不过阴性的结果不能代表没有功能差异,只是目前没有检测出来而已。
也有很多异构体造成读码框架改变,不能被翻译为蛋白质,而是直接被降解了。
真核生物也有mRNA 监视系统NMD(nonsense-mediated degradation,检测 mRNA 中异常提前出现的终止密码子,一经发现,立即降解异常的mRNA ,防止其翻译。
在大多数情况下,检测可变剪接造成的蛋白质异构体之间功能上的差异的实验还没有开展。
最近发展的RNAi 技术,可以适应高通量的从功能基因组水平研究各基因可变剪接异构体的功能的要求。
2000年已经有人将RNAi 技术应用于模式生物线虫的可变剪接异构体的大规模研究上。
(目前已经大量开始用于哺乳动物系统)2. 多样性与复杂性可变剪接是从相对简单的基因组提高蛋白质组多样性的重要机制,蛋白质组的多样性与多细胞高等生物的复杂性相适应。
从可变剪接涉及的基因分布格局分析,可变剪接多发生在参与信号传导和表达调节等复杂过程的基因上,如受体,信号传导通路(凋亡),转录因子等。
对个体分化发育和一些关键的细胞生理过程如凋亡、细胞兴奋等的精确调控有重要意义。
从可变剪接涉及的基因系统分类分析,可变剪接多发生在免疫和神经等复杂系统。
正如Dscam 基因所示,可变剪接产生的多样性,赋予这些系统精确处理复杂信息相适应的潜力。

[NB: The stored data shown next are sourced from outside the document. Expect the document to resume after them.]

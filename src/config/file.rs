use std::path::{Path, PathBuf};

use serde::{Deserialize, Serialize, de::Error as SerdeDeError};

use super::{ConfigError, MirrorKind};

/// Settings read from `foldrun.toml`. Every key is optional; missing keys fall
/// back to built-in defaults and CLI flags override whatever is set here.
///
/// Config keys: `scratch`, `gpu`, `mirror`, `log_dir`, `stop_on_error`, plus the
/// `[search]` and `[predict]` tables.
#[derive(Debug, Clone, Default, PartialEq, Serialize, Deserialize)]
#[serde(deny_unknown_fields)]
pub struct FileSettings {
    #[serde(default)]
    pub scratch: Option<PathBuf>,
    #[serde(default)]
    pub gpu: Option<u32>,
    #[serde(default)]
    pub mirror: Option<MirrorKind>,
    #[serde(default)]
    pub log_dir: Option<PathBuf>,
    #[serde(default)]
    pub stop_on_error: Option<bool>,
    #[serde(default)]
    pub search: SearchFileSettings,
    #[serde(default)]
    pub predict: PredictFileSettings,
}

/// `[search]` table.
#[derive(Debug, Clone, Default, PartialEq, Serialize, Deserialize)]
#[serde(deny_unknown_fields)]
pub struct SearchFileSettings {
    #[serde(default)]
    pub binary: Option<PathBuf>,
    #[serde(default)]
    pub db_tool: Option<PathBuf>,
    #[serde(default)]
    pub database: Option<PathBuf>,
    #[serde(default)]
    pub threads: Option<u32>,
}

/// `[predict]` table.
#[derive(Debug, Clone, Default, PartialEq, Serialize, Deserialize)]
#[serde(deny_unknown_fields)]
pub struct PredictFileSettings {
    #[serde(default)]
    pub binary: Option<PathBuf>,
    #[serde(default)]
    pub model_type: Option<String>,
    #[serde(default)]
    pub num_models: Option<u32>,
    #[serde(default)]
    pub num_recycle: Option<u32>,
    #[serde(default)]
    pub pair_mode: Option<String>,
    #[serde(default)]
    pub pair_strategy: Option<String>,
    #[serde(default)]
    pub templates: Option<bool>,
}

/// Load settings from `path`, returning defaults when the file is absent.
pub fn load_settings_from(path: &Path) -> Result<FileSettings, ConfigError> {
    if !path.exists() {
        return Ok(FileSettings::default());
    }
    load_required_settings_from(path)
}

/// Load settings from a file the operator named explicitly; absence is an error.
pub fn load_required_settings_from(path: &Path) -> Result<FileSettings, ConfigError> {
    let bytes = std::fs::read(path).map_err(|source| ConfigError::Read {
        path: path.to_path_buf(),
        source,
    })?;
    let text = String::from_utf8(bytes).map_err(|source| ConfigError::ParseToml {
        path: path.to_path_buf(),
        source: SerdeDeError::custom(source),
    })?;
    toml::from_str(&text).map_err(|source| ConfigError::ParseToml {
        path: path.to_path_buf(),
        source,
    })
}

#[cfg(test)]
mod tests {
    use super::*;
    use tempfile::tempdir;

    #[test]
    fn missing_optional_file_yields_defaults() {
        let dir = tempdir().unwrap();
        let settings = load_settings_from(&dir.path().join("foldrun.toml")).unwrap();
        assert_eq!(settings, FileSettings::default());
    }

    #[test]
    fn missing_required_file_is_a_read_error() {
        let dir = tempdir().unwrap();
        let err = load_required_settings_from(&dir.path().join("absent.toml")).unwrap_err();
        assert!(matches!(err, ConfigError::Read { .. }));
    }

    #[test]
    fn parses_nested_tables() {
        let dir = tempdir().unwrap();
        let path = dir.path().join("foldrun.toml");
        std::fs::write(
            &path,
            r#"
scratch = "/local/scratch"
gpu = 2
mirror = "rsync"

[search]
threads = 32
database = "/db/colabfold"

[predict]
num_models = 3
templates = true
"#,
        )
        .unwrap();

        let settings = load_settings_from(&path).unwrap();
        assert_eq!(settings.scratch, Some(PathBuf::from("/local/scratch")));
        assert_eq!(settings.gpu, Some(2));
        assert_eq!(settings.mirror, Some(MirrorKind::Rsync));
        assert_eq!(settings.search.threads, Some(32));
        assert_eq!(
            settings.search.database,
            Some(PathBuf::from("/db/colabfold"))
        );
        assert_eq!(settings.predict.num_models, Some(3));
        assert_eq!(settings.predict.templates, Some(true));
        assert_eq!(settings.predict.model_type, None);
    }

    #[test]
    fn rejects_unknown_keys() {
        let dir = tempdir().unwrap();
        let path = dir.path().join("foldrun.toml");
        std::fs::write(&path, "[predict]\nnum_model = 3\n").unwrap();

        let err = load_settings_from(&path).unwrap_err();
        assert!(matches!(err, ConfigError::ParseToml { .. }));
    }
}
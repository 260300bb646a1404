use std::path::{Path, PathBuf};

use crate::config::{MirrorKind, PipelineConfig};

/// Startup problems that make the whole run impossible.
#[derive(Debug, thiserror::Error)]
pub enum EnvironmentError {
    #[error("Required executable for {role} not found: {path}")]
    MissingBinary { role: &'static str, path: PathBuf },
    #[error("Sequence database directory not found: {0}")]
    MissingDatabase(PathBuf),
}

/// Verify every external binary and the database before any unit runs.
///
/// All problems are collected so the operator can fix them in one pass.
pub fn check_environment(config: &PipelineConfig) -> Vec<EnvironmentError> {
    let mut problems = Vec::new();
    let mut binaries = vec![
        ("search tool", config.search.binary.clone()),
        ("predict tool", config.predict.binary.clone()),
        ("database tool", config.search.db_tool_binary.clone()),
    ];
    if config.mirror == MirrorKind::Rsync {
        binaries.push(("mirror", PathBuf::from("rsync")));
    }
    for (role, path) in binaries {
        if resolve_executable(&path).is_none() {
            problems.push(EnvironmentError::MissingBinary { role, path });
        }
    }
    if !config.search.database.is_dir() {
        problems.push(EnvironmentError::MissingDatabase(
            config.search.database.clone(),
        ));
    }
    problems
}

/// Resolve `program` the way a shell would: paths with a separator are taken
/// as-is, bare names are looked up on `PATH`.
pub fn resolve_executable(program: &Path) -> Option<PathBuf> {
    if program.components().count() > 1 || program.is_absolute() {
        return is_executable(program).then(|| program.to_path_buf());
    }
    let path_var = std::env::var_os("PATH")?;
    std::env::split_paths(&path_var)
        .map(|dir| dir.join(program))
        .find(|candidate| is_executable(candidate))
}

#[cfg(unix)]
fn is_executable(path: &Path) -> bool {
    use std::os::unix::fs::PermissionsExt;

    std::fs::metadata(path)
        .is_ok_and(|meta| meta.is_file() && meta.permissions().mode() & 0o111 != 0)
}

#[cfg(not(unix))]
fn is_executable(path: &Path) -> bool {
    path.is_file()
}
use std::process::{Command, Stdio};

use crate::logging::UnitLog;

use super::ToolError;

/// Run `command` to completion with stdout/stderr appended to the unit log.
///
/// When the log cannot be shared the child inherits the parent's stdio so the
/// output is still visible.
pub(super) fn run_logged(
    mut command: Command,
    tool: &'static str,
    log: &mut UnitLog,
) -> Result<(), ToolError> {
    let rendered = render_command(&command);
    log.line(&format!("{tool}: {rendered}"));
    tracing::debug!("Running {tool}: {rendered}");

    command.stdin(Stdio::null());
    match (log.try_clone_file(), log.try_clone_file()) {
        (Some(out), Some(err)) => {
            command.stdout(out).stderr(err);
        }
        _ => {
            command.stdout(Stdio::inherit()).stderr(Stdio::inherit());
        }
    }

    let status = command.status().map_err(|source| ToolError::Spawn {
        tool,
        program: command.get_program().into(),
        source,
    })?;
    log.line(&format!("{tool}: exited with {status}"));
    if !status.success() {
        return Err(ToolError::Failed {
            tool,
            status: status.to_string(),
        });
    }
    Ok(())
}

pub(super) fn render_command(command: &Command) -> String {
    let mut parts = vec![command.get_program().to_string_lossy().into_owned()];
    parts.extend(
        command
            .get_args()
            .map(|arg| arg.to_string_lossy().into_owned()),
    );
    parts.join(" ")
}

#[cfg(all(test, unix))]
mod tests {
    use super::*;
    use tempfile::tempdir;

    #[test]
    fn captures_output_into_unit_log() {
        let tmp = tempdir().unwrap();
        let log_path = tmp.path().join("u.log");
        let mut log = UnitLog::open(&log_path);

        let mut command = Command::new("sh");
        command.arg("-c").arg("echo searching; echo warn >&2");
        run_logged(command, "search", &mut log).unwrap();
        drop(log);

        let text = std::fs::read_to_string(&log_path).unwrap();
        assert!(text.contains("search: sh -c"));
        assert!(text.contains("searching"));
        assert!(text.contains("warn"));
        assert!(text.contains("exited with"));
    }

    #[test]
    fn nonzero_exit_is_a_failure() {
        let tmp = tempdir().unwrap();
        let mut log = UnitLog::open(&tmp.path().join("u.log"));
        let mut command = Command::new("sh");
        command.arg("-c").arg("exit 3");

        let err = run_logged(command, "predict", &mut log).unwrap_err();
        assert!(matches!(err, ToolError::Failed { tool: "predict", .. }));
    }

    #[test]
    fn missing_program_is_a_spawn_error() {
        let tmp = tempdir().unwrap();
        let mut log = UnitLog::disabled(&tmp.path().join("u.log"));
        let command = Command::new(tmp.path().join("no-such-tool"));

        let err = run_logged(command, "search", &mut log).unwrap_err();
        assert!(matches!(err, ToolError::Spawn { .. }));
    }
}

第二部分可变剪接的调节机制7可变剪接能够产生惊人的多样性,但我们对其调节机制所知不多。
剪接位点的选择受到结合到非剪接位点RNA 元件的剪接因子的多重调节。
参与可变剪接调节的RNA 元件包括ESE 、ISE 、ESS 、ISS 。
剪接因子包括SR 和hnRNP 家族蛋白等多种因子。
真核生物新生的mRNA 前体经过5’戴帽,剪接,3’加尾等加工成为成熟的mRNA 。
在剪接反应过程中,含有内含子和外显子的新生的mRNA 前体,在剪接体作用下切除内含子,并将外显子依次连接起来的过程。
剪接反应由剪接体执行,剪接体包括5个小核糖核蛋白复合体U1,U2,U4,U5 和U6 snRNPs ,和50-100种非snRNP 蛋白。
剪接体通过RNA-RNA,RNA-蛋白质,蛋白质-蛋白质等多重相互作用以精确切除每个内含子和以正确次序连接外显子。
为有效剪接,绝大部分内含子需要:1. 一个保守的5’剪接位点,A/CAG↓GURAGU ;2. 一个分支点序列,后面跟着一个多聚嘧啶Pytract Y10-20;3. 一个3’剪接位点Y AG 。
剪接体的形成是一个多步骤依次进行过程,形成多个中间体:1 E -复合体形成:U1snRNA 通过碱基互补识别5’剪接位点,SR 蛋白结合。
U2AF65和U2AF35识别多聚嘧啶Pytract 和3’剪接位点;2 A -复合体形成:U2snRNA 通过碱基互补识别分支点序列BPS ;需ATP ;3 B -复合体形成:U4/U6 _ U5 tri-snRNP随后与mRNA 结合;4 C -复合体形成:最后,RNA-RNA,RNA-蛋白质相互作用构象改变形成有催化活性的剪接体。
(见图1)一、参与可变剪接的RNA 顺式作用元件:根据它们所在的位置和作用特点,分为4类:1.ESE: exon splicing enhancer 外显子剪接增强子;2.ISE: intron splicing enhancer 内含子剪接增强子;3.ESS: exon splicing silencer 外显子剪接沉默子;4.ISS: intron splicing silencer 内含子剪接沉默子。
ESE 和ISE 是剪接因子SR 蛋白结合位点,提高相邻剪接位点的活性。
ESS 和ISS 是hnRNP 蛋白结合位点,抑制相邻剪接位点的活性。
ESE 、ISE 、ESS 、ISS 都是很短的序列基序,一般由6-10碱基组成。
每一类成员内部之间即有相对的特异性,也有简并性,作用有交叉和冗余。
二、SR 蛋白SR 蛋白是一个多细胞生物中高度保守的剪接因子家族,其成员多带有一个或二个拷贝的RNA 识别基序(RRM ),后面有一个精氨酸/丝氨酸富含结构域(RS )。
RRM 介导RNA 结合,并决定各SR 蛋白的底物特异性;RS 结构域参与蛋白-蛋白间相互作用。
各SR 蛋白在固有剪接和可变剪接中有多种作用。